Ask Miss Death

January 13, 2007 at 4:45 am (Uncategorized)

mandy.jpg

One of the things I like most about my job as an obituary writer is that it is a great icebreaker. Whenever I meet anyone new, the minute I tell them I write obituaries I immediately get asked all sorts of questions about the job and, occasionally, about the funeral industry.

Around the paper I’m regarded as an encyclopedia of death (or, depending on who you ask, the mistress of death): you want to know when someone died, ask Mandy; you want to know which funeral home handles most of the deaths in the Fox Hill area of Hampton, ask Mandy; you get the picture.

At Mark’s urging, tonight I’d like to introduce a new feature to the blog: Ask the Obit Girl. What obituary related topics are you dying (no pun intended) to know about:

• how to handle matters if family members are feuding over the content of an obituary?

• the best way to list survivors in an obituary?

• the proper etiquette for listing pets as survivors?

No topic is off limits and I welcome challenging questions.

 

11 Comments

  1. Mainetarr said,

    Do single older women actually look through the obits in hopes of finding a recent widower to hook up with?

  2. Mainetarr said,

    No seriously, Mandy, do a lot of siblings fight over the wording of an obit? Are people so petty that they demand their name be listed first?

  3. Mandy, the obit writer said,

    While I haven’t yet run across a situation where name order becomes an issue with an obituary, I’ve seen more than my fair share of family squabbles over obituaries. One of the most recent occurred last month when the brother of the deceased left the man’s widow out of the obituary. In cases where families just can’t seem to come to an agreement over the content of the obituary, this has been my paper’s policy: In cases where we have two competing obituaries for the same person, we run the one composed by the person legally in charge of services first, then run the competing obituary. We’ve only had to implement this policy a handful of times, but you definately get insight into the family dynamics when you read them side by side.

  4. brenda said,

    I noticed you changed to a turtleneck. I don’t blame you- it’s fr– ccold!

    I read today that James brown’s youngest son, a 5 year old, was not mentioned in the will. I’d assume someone is reading an old will, and he may have not thought of updating it. I’d think the other 6 kids would say to each other: let’s all just divide it by 7ths, he’s our brother too. well, that’s what I’d like to think they’d do.
    In the real world? I don’t know. I don’t expect to inherit anything from anyone ever. I already blew it by not being here when Grampa died & they burned down his house & sold the land. I have no idea who did what and they will never tell me now! It had not occurred to me in my early twenties how important the land my grandparents lived on would be in my memory, and when we drive through that town and see the mini mart where g’pa’s house was…. the hills we sledded down … snow… the deer crossing at dawn…. gone to a mini mart… and we are all struggling.

  5. LaFlamme said,

    Dear Mandy –

    Have you ever been tempted to seek out a sweet ass apartment because you know, because you see the obits first, that it has been recently vacated? Did you have enough closet space?
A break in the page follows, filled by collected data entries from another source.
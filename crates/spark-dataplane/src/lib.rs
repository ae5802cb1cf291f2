#![deny(unsafe_code)]
#![allow(clippy::result_large_err)]
#![doc = "spark-dataplane: 描述符驱动的零拷贝数据面传输层。"]
#![doc = ""]
#![doc = "== 使命概述 =="]
#![doc = "- **Why**：生产者与消费者可能位于不同进程、不同主机甚至不同硬件域，无法共享互斥锁；"]
#![doc = "  数据面以“缓冲描述符 + 满/空标志位”完成可见性与流控，替代跨地址空间的锁。"]
#![doc = "- **What**：提供端点资源与描述符交换、分区与分发策略、预计算传输模板、"]
#![doc = "  推模式（模板拷贝 + 置满标志）与拉模式（轮询远端标志）两条数据路径。"]
#![doc = "- **How**：连接元数据 → 解析端点描述符 → 选择分发策略 → 构建并缓存传输模板 →"]
#![doc = "  每条消息按模板拷贝到目标缓冲并置满标志；消费者轮询标志、消费后置空。"]
#![doc = ""]
#![doc = "== 并发约定 =="]
#![doc = "- 同一 [`Circuit`] 的传输调用需由调用方串行化；"]
#![doc = "- 标志位为单写者/单读者协议，使用 `Release` 写与 `Acquire` 读，数据字在标志之前写入。"]
#![doc = ""]
#![doc = "== 带外交换 =="]
#![doc = "- [`exchange`] 在任意 `tokio` 异步字节流上收发固定长度的描述符帧。"]

pub mod circuit;
pub mod config;
pub mod descriptor;
pub mod distribution;
pub mod endpoint;
pub mod error;
pub mod exchange;
pub mod flags;
pub mod memory;
pub mod meta;
pub mod metadata;
pub mod observability;
pub mod partition;
pub mod port;
pub mod pull;
pub mod template;
pub mod tx;

pub use circuit::{Circuit, SourceSlot, TransferOutcome};
pub use config::DataplaneConfig;
pub use descriptor::{DescriptorHandles, DescriptorKind, Descriptors, FlowRole};
pub use distribution::{
    DataDistribution, DataDistributionMetaData, DistributionKind, Routing, SequentialKind,
};
pub use endpoint::{EndpointId, EndpointRegistry, EndpointResources, MAX_ENDPOINT_SIZE};
pub use error::{DataplaneError, ErrorCategory, Result, codes};
pub use flags::FlagSlot;
pub use memory::{MappingTable, Medium, MemoryHandle, SharedRegion};
pub use meta::{BufferMetaData, METADATA_SIZE};
pub use metadata::{ConnectionMetaData, FlowControl, PortMetaData, PortRole, PortSetMetaData};
pub use partition::{BufferInfo, Partition, PartitionKind, RankRef};
pub use port::{CurrentBuffer, InputPort, OutputDescriptor, OutputPort};
pub use pull::{FlagPollDriver, PollBudget, PullDataDriver, PullDataInfo, PullStatus, wait_for_data};
pub use template::{PortSetShape, TopologyFingerprint, TransferOp, TransferStep, TransferTemplate};
pub use tx::TxHandler;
    First time writer, long time fan

  6. Treehugger said,

    Dear Mandy

  7. Treehugger said,

    Dear Mandy
    This has been a question that has perplexed many of your male, (and female) admirers.
    What is your bra size?
    First time writer, long time perv. ;) ))))

  8. Mandy, the obit writer said,

    No, I haven’t been tempted to put in a bid on a piece of property because I knew the owner was permanently indisposed. Mainly because I know all the best properties are already spoken for.

    And to settle a matter I’m sure has been hotly debated, my bra size is 38C.

  9. Treehugger said,

    I won, I won…..
    My heart be still!

  10. Mandy, the obit writer said,

    I have often thought it would be fun to work in PR for a lingerie company.

  11. Treehugger said,

    Let me know if you need a consultant!
    I got all kinds of ideas!
    Mark, the judge of character that he is will vouch for me!